**Exercise instructions**
Once you find the line with "fn check_range(model: &'static" in the data that follows, repeat it and every line after it exactly, through the line with "let notifier = Arc::new(RecordingNotifier::new());".

___ Data in this exercise

//! Request gates applied in front of the handlers.

use axum::{
    body::{to_bytes, Body},
    extract::{Request, State},
    http::header::AUTHORIZATION,
    middleware::Next,
    response::{IntoResponse, Response},
};
use secrecy::ExposeSecret;
use tracing::warn;

use tonecheck_core::errors::{ApplicationError, InterfaceError};
use tonecheck_core::signature::constant_time_eq;
use tonecheck_slack::{Endpoint, VerifiedRequest, WebhookEnvelope};

use crate::error::ApiError;
use crate::state::AppState;

pub const MAX_BODY_BYTES: usize = 1024 * 1024;

/// Buffers the body, checks the Slack signature and hands the handler a [`VerifiedRequest`].
pub async fn require_slack_signature(
    State(state): State<AppState>,
    request: Request,
    next: Next,
) -> Response {
    let Some(endpoint) = Endpoint::from_path(request.uri().path()) else {
        return next.run(request).await;
    };

    let (mut parts, body) = request.into_parts();
    let bytes = match to_bytes(body, MAX_BODY_BYTES).await {
        Ok(bytes) => bytes,
        Err(error) => {
            return ApiError::from_application(
                ApplicationError::MalformedPayload(format!("unreadable request body: {error}")),
                "unassigned",
            )
            .into_response();
        }
    };

    let headers = parts
        .headers
        .iter()
        .filter_map(|(name, value)| value.to_str().ok().map(|value| (name.as_str(), value.to_owned())));
    let envelope = WebhookEnvelope::new(endpoint, headers, bytes.to_vec());
    let correlation_id = envelope.correlation_id().to_owned();

    match VerifiedRequest::verify(
        envelope,
        state.signing_secret.expose_secret().as_bytes(),
        state.clock.unix_timestamp(),
    ) {
        Ok(verified) => {
            parts.extensions.insert(verified);
            next.run(Request::from_parts(parts, Body::from(bytes))).await
        }
        Err(error) => {
            warn!(
                event_name = "slack.signature.rejected",
                correlation_id = %correlation_id,
                endpoint = endpoint.path(),
                reason = %error,
                "webhook signature rejected"
            );
            ApiError(ApplicationError::Authentication(error.to_string()).into_interface(correlation_id))
                .into_response()
        }
    }
}

/// Compares the `Authorization` header with the configured API key.
pub async fn require_api_key(State(state): State<AppState>, request: Request, next: Next) -> Response {
    let presented = request
        .headers()
        .get(AUTHORIZATION)
        .and_then(|value| value.to_str().ok())
        .unwrap_or_default();

    if presented.is_empty()
        || !constant_time_eq(presented.as_bytes(), state.api_key.expose_secret().as_bytes())
    {
        warn!(
            event_name = "system.http.api_key_rejected",
            correlation_id = "unassigned",
            path = %request.uri().path(),
            "api key rejected"
        );
        return ApiError(InterfaceError::Unauthorized { correlation_id: "unassigned".to_owned() })
            .into_response();
    }

    next.run(request).await
}
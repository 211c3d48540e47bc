//! Combines the transformer probability and the VADER compound score into one verdict.

use std::fmt;

use serde::{Deserialize, Serialize};
use thiserror::Error;

/// Pivot for the transformer probability: below it the text reads negative.
pub const TRANSFORMER_PIVOT: f64 = 0.5;
/// Pivot for the VADER compound score.
pub const VADER_PIVOT: f64 = 0.0;

#[derive(Clone, Copy, Debug, Default, PartialEq, Serialize, Deserialize)]
pub struct SentimentScores {
    pub transformer_score: Option<f64>,
    pub vader_compound: Option<f64>,
}

#[derive(Clone, Copy, Debug, PartialEq, Eq, Hash, Serialize, Deserialize)]
pub enum Classification {
    #[serde(rename = "definitely negative")]
    DefinitelyNegative,
    #[serde(rename = "possibly negative")]
    PossiblyNegative,
    #[serde(rename = "neutral")]
    Neutral,
    #[serde(rename = "definitely not negative")]
    DefinitelyNotNegative,
    #[serde(rename = "possibly not negative")]
    PossiblyNotNegative,
    #[serde(rename = "negative")]
    Negative,
    #[serde(rename = "not negative")]
    NotNegative,
}

impl Classification {
    pub fn as_str(self) -> &'static str {
        match self {
            Self::DefinitelyNegative => "definitely negative",
            Self::PossiblyNegative => "possibly negative",
            Self::Neutral => "neutral",
            Self::DefinitelyNotNegative => "definitely not negative",
            Self::PossiblyNotNegative => "possibly not negative",
            Self::Negative => "negative",
            Self::NotNegative => "not negative",
        }
    }

    pub fn is_negative(self) -> bool {
        matches!(self, Self::DefinitelyNegative | Self::PossiblyNegative | Self::Negative)
    }
}

impl fmt::Display for Classification {
    fn fmt(&self, f: &mut fmt::Formatter<'_>) -> fmt::Result {
        f.write_str(self.as_str())
    }
}

/// Which scores a caller wants aggregated.
#[derive(Clone, Copy, Debug, PartialEq, Eq, Serialize, Deserialize)]
#[serde(rename_all = "snake_case")]
pub enum SentimentModel {
    Vader,
    Transformer,
    All,
}

#[derive(Clone, Debug, Error, PartialEq)]
pub enum SentimentError {
    #[error("at least one sentiment score is required")]
    InsufficientInput,
    #[error("{model} score {value} is outside {min}..={max}")]
    OutOfRange { model: &'static str, value: f64, min: f64, max: f64 },
}

impl SentimentScores {
    pub fn new(transformer_score: Option<f64>, vader_compound: Option<f64>) -> Self {
        Self { transformer_score, vader_compound }
    }

    /// Drops the score the selected model does not use.
    pub fn select(self, model: SentimentModel) -> Self {
        match model {
            SentimentModel::Vader => Self { transformer_score: None, ..self },
            SentimentModel::Transformer => Self { vader_compound: None, ..self },
            SentimentModel::All => self,
        }
    }

    pub fn classify(self) -> Result<Classification, SentimentError> {
        classify(self.transformer_score, self.vader_compound)
    }
}

pub fn classify(
    transformer_score: Option<f64>,
    vader_compound: Option<f64>,
) -> Result<Classification, SentimentError> {
    let transformer = transformer_score
        .map(|value| check_range("transformer", value, 0.0, 1.0))
        .transpose()?;
    let vader = vader_compound.map(|value| check_range("vader", value, -1.0, 1.0)).transpose()?;

    let classification = match (transformer, vader) {
        (None, None) => return Err(SentimentError::InsufficientInput),
        (Some(t), None) => single(t < TRANSFORMER_PIVOT),
        (None, Some(v)) => single(v < VADER_PIVOT),
        (Some(t), Some(v)) => combined(t, v),
    };
    Ok(classification)
}

fn single(negative: bool) -> Classification {
    if negative {
        Classification::Negative
    } else {
        Classification::NotNegative
    }
}

// Rules are evaluated in order; the first match wins.
#[allow(clippy::float_cmp)]
fn combined(t: f64, v: f64) -> Classification {
    if t < TRANSFORMER_PIVOT && v < VADER_PIVOT {
        Classification::DefinitelyNegative
    } else if t >= TRANSFORMER_PIVOT && v < VADER_PIVOT {
        Classification::PossiblyNegative
    } else if t == TRANSFORMER_PIVOT && v == VADER_PIVOT {
        Classification::Neutral
    } else if t >= TRANSFORMER_PIVOT || v >= VADER_PIVOT {
        Classification::DefinitelyNotNegative
    } else {
        Classification::PossiblyNotNegative
    }
}

fn check_range(model: &'static str, value: f64, min: f64, max: f64) -> Result<f64, SentimentError> {
    if value.is_nan() || value < min || value > max {
        return Err(SentimentError::OutOfRange { model, value, min, max });
    }
    Ok(value)
}
use std::sync::Arc;

use axum::Router;
use secrecy::SecretString;

use tonecheck_core::cipher::FieldCipher;
use tonecheck_core::clock::FixedClock;
use tonecheck_core::sentiment::SentimentScores;
use tonecheck_db::{
    connect_with_settings, migrations, DbPool, SqlChannelConfigRepository, SqlCorrelationRepository,
};
use tonecheck_slack::{RecordingNotifier, RouterSettings, StaticSentimentOracle, WebhookRouter};

use crate::{app, AppState};

pub(crate) const SIGNING_SECRET: &[u8] = b"server-test-signing-secret";
pub(crate) const API_KEY: &str = "server-test-api-key";
pub(crate) const NOW: i64 = 1_700_000_000;
pub(crate) const HOSTILE_TEXT: &str = "nobody asked for your terrible opinion";

pub(crate) struct Fixture {
    pub notifier: Arc<RecordingNotifier>,
    pub pool: DbPool,
}

pub(crate) async fn test_app() -> (Router, Fixture) {
    let pool = connect_with_settings("sqlite::memory:", 1, 5).await.expect("connect");
    migrations::run_pending(&pool).await.expect("migrations");

    let clock = Arc::new(FixedClock::at_unix(NOW));
    let cipher = FieldCipher::new(&SecretString::from("server-test-encryption".to_owned()));
    let notifier = Arc::new(RecordingNotifier::new());
    let oracle = StaticSentimentOracle::new(SentimentScores::new(Some(0.9), Some(0.5)))
        .with_text(HOSTILE_TEXT, SentimentScores::new(Some(0.1), Some(-0.6)));

    let router = WebhookRouter::new(
        Arc::new(SqlChannelConfigRepository::new(pool.clone(), cipher)),
        Arc::new(SqlCorrelationRepository::new(pool.clone(), clock.clone())),
        notifier.clone(),
        Arc::new(oracle),
        RouterSettings::default(),
    );
    let state = AppState::new(
        router,
        clock,
        SecretString::from(String::from_utf8_lossy(SIGNING_SECRET).into_owned()),
        SecretString::from(API_KEY.to_owned()),
    );

    (app(state), Fixture { notifier, pool })
}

______

**Task result**
fn check_range(model: &'static str, value: f64, min: f64, max: f64) -> Result<f64, SentimentError> {
    if value.is_nan() || value < min || value > max {
        return Err(SentimentError::OutOfRange { model, value, min, max });
    }
    Ok(value)
}
use std::sync::Arc;

use axum::Router;
use secrecy::SecretString;

use tonecheck_core::cipher::FieldCipher;
use tonecheck_core::clock::FixedClock;
use tonecheck_core::sentiment::SentimentScores;
use tonecheck_db::{
    connect_with_settings, migrations, DbPool, SqlChannelConfigRepository, SqlCorrelationRepository,
};
use tonecheck_slack::{RecordingNotifier, RouterSettings, StaticSentimentOracle, WebhookRouter};

use crate::{app, AppState};

pub(crate) const SIGNING_SECRET: &[u8] = b"server-test-signing-secret";
pub(crate) const API_KEY: &str = "server-test-api-key";
pub(crate) const NOW: i64 = 1_700_000_000;
pub(crate) const HOSTILE_TEXT: &str = "nobody asked for your terrible opinion";

pub(crate) struct Fixture {
    pub notifier: Arc<RecordingNotifier>,
    pub pool: DbPool,
}

pub(crate) async fn test_app() -> (Router, Fixture) {
    let pool = connect_with_settings("sqlite::memory:", 1, 5).await.expect("connect");
    migrations::run_pending(&pool).await.expect("migrations");

    let clock = Arc::new(FixedClock::at_unix(NOW));
    let cipher = FieldCipher::new(&SecretString::from("server-test-encryption".to_owned()));
    let notifier = Arc::new(RecordingNotifier::new());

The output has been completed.